TASK: Print out the entries below with no edits.

Collected data
Content starts

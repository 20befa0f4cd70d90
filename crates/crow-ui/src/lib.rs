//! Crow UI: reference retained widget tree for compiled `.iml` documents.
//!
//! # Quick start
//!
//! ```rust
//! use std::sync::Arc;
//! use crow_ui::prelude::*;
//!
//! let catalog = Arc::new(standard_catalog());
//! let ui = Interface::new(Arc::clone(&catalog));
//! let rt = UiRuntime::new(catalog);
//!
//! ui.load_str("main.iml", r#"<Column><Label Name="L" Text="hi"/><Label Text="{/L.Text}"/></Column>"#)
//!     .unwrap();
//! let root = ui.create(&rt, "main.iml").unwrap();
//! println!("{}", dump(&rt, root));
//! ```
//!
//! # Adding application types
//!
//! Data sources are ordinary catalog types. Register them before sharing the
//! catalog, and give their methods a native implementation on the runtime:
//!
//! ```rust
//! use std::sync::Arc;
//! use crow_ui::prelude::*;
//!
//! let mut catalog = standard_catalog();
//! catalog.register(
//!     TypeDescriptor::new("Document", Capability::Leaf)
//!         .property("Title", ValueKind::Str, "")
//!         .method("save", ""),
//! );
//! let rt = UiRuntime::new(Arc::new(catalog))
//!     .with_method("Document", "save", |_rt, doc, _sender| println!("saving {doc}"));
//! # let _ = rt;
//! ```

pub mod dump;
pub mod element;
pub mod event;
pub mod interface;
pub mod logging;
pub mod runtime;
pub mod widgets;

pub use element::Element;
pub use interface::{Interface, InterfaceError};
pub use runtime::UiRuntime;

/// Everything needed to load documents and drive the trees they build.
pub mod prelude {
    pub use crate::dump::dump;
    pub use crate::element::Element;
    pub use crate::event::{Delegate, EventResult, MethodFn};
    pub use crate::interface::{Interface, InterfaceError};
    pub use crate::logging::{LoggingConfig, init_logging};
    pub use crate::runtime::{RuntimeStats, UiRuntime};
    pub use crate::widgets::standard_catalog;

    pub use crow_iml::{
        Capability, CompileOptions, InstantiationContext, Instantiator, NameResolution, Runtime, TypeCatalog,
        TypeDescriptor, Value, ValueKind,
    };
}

Content ends

ANSWER SPACE:
repository 20befa0f4cd70d90
filename crates/crow-ui/src/lib.rs
//! Crow UI: reference retained widget tree for compiled `.iml` documents.
//!
//! # Quick start
//!
//! ```rust
//! use std::sync::Arc;
//! use crow_ui::prelude::*;
//!
//! let catalog = Arc::new(standard_catalog());
//! let ui = Interface::new(Arc::clone(&catalog));
//! let rt = UiRuntime::new(catalog);
//!
//! ui.load_str("main.iml", r#"<Column><Label Name="L" Text="hi"/><Label Text="{/L.Text}"/></Column>"#)
//!     .unwrap();
//! let root = ui.create(&rt, "main.iml").unwrap();
//! println!("{}", dump(&rt, root));
//! ```
//!
//! # Adding application types
//!
//! Data sources are ordinary catalog types. Register them before sharing the
//! catalog, and give their methods a native implementation on the runtime:
//!
//! ```rust
//! use std::sync::Arc;
//! use crow_ui::prelude::*;
//!
//! let mut catalog = standard_catalog();
//! catalog.register(
//!     TypeDescriptor::new("Document", Capability::Leaf)
//!         .property("Title", ValueKind::Str, "")
//!         .method("save", ""),
//! );
//! let rt = UiRuntime::new(Arc::new(catalog))
//!     .with_method("Document", "save", |_rt, doc, _sender| println!("saving {doc}"));
//! # let _ = rt;
//! ```

pub mod dump;
pub mod element;
pub mod event;
pub mod interface;
pub mod logging;
pub mod runtime;
pub mod widgets;

pub use element::Element;
pub use interface::{Interface, InterfaceError};
pub use runtime::UiRuntime;

/// Everything needed to load documents and drive the trees they build.
pub mod prelude {
    pub use crate::dump::dump;
    pub use crate::element::Element;
    pub use crate::event::{Delegate, EventResult, MethodFn};
    pub use crate::interface::{Interface, InterfaceError};
    pub use crate::logging::{LoggingConfig, init_logging};
    pub use crate::runtime::{RuntimeStats, UiRuntime};
    pub use crate::widgets::standard_catalog;

    pub use crow_iml::{
        Capability, CompileOptions, InstantiationContext, Instantiator, NameResolution, Runtime, TypeCatalog,
        TypeDescriptor, Value, ValueKind,
    };
}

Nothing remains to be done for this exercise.